== Provided data ==
**********

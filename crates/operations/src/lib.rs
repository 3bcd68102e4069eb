//! Services for the agency operations platform.
//!
//! Each service owns a slice of the business flow and reports through the
//! realtime hub:
//!
//! - [`LeadHandoff`] - Telecaller leads and their handoff to business developers
//! - [`Onboarding`] - Client accounts created from closed leads
//! - [`AssignmentResolver`] - Least-loaded brand-head assignment for new clients
//! - [`ContentWorkflow`] - Batches, posts, reviews and help tickets
//!
//! Listeners ([`ClientInsertListener`], [`LeadStatusListener`]) run behind a
//! [`ChangeListener`], which re-subscribes after every reconnect.

pub mod assignment;
pub mod content;
mod error;
pub mod handoff;
pub mod listener;
pub mod onboarding;
mod publisher;
pub mod testing;

pub use assignment::{AssignmentResolver, ClientInsertListener, ResolvedAssignment};
pub use content::{BatchView, ContentWorkflow, PostUpdate};
pub use error::{OperationsError, Result};
pub use handoff::{LeadHandoff, LeadStatusListener};
pub use listener::{ChangeHandler, ChangeListener};
pub use onboarding::{NewClientAccount, Onboarding};
pub use publisher::Publisher;

#[cfg(test)]
pub(crate) mod test_support {
    use database::Database;
    use tempfile::TempDir;

    /// A migrated file database with several pooled connections, so writers
    /// really run side by side. Keep the directory alive for the test.
    pub async fn file_db(pool_size: u32) -> (TempDir, Database) {
        let dir = tempfile::tempdir().unwrap();
        let url = format!("sqlite:{}?mode=rwc", dir.path().join("agency.db").display());
        let db = Database::connect_with_pool_size(&url, pool_size)
            .await
            .unwrap();
        db.migrate().await.unwrap();
        (dir, db)
    }
}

**********

== Instructions for the task ==
Scan the listing for the word "AssignmentResolver". Copy every line in which it appears.

== Task output ==
//! - [`AssignmentResolver`] - Least-loaded brand-head assignment for new clients
pub use assignment::{AssignmentResolver, ClientInsertListener, ResolvedAssignment};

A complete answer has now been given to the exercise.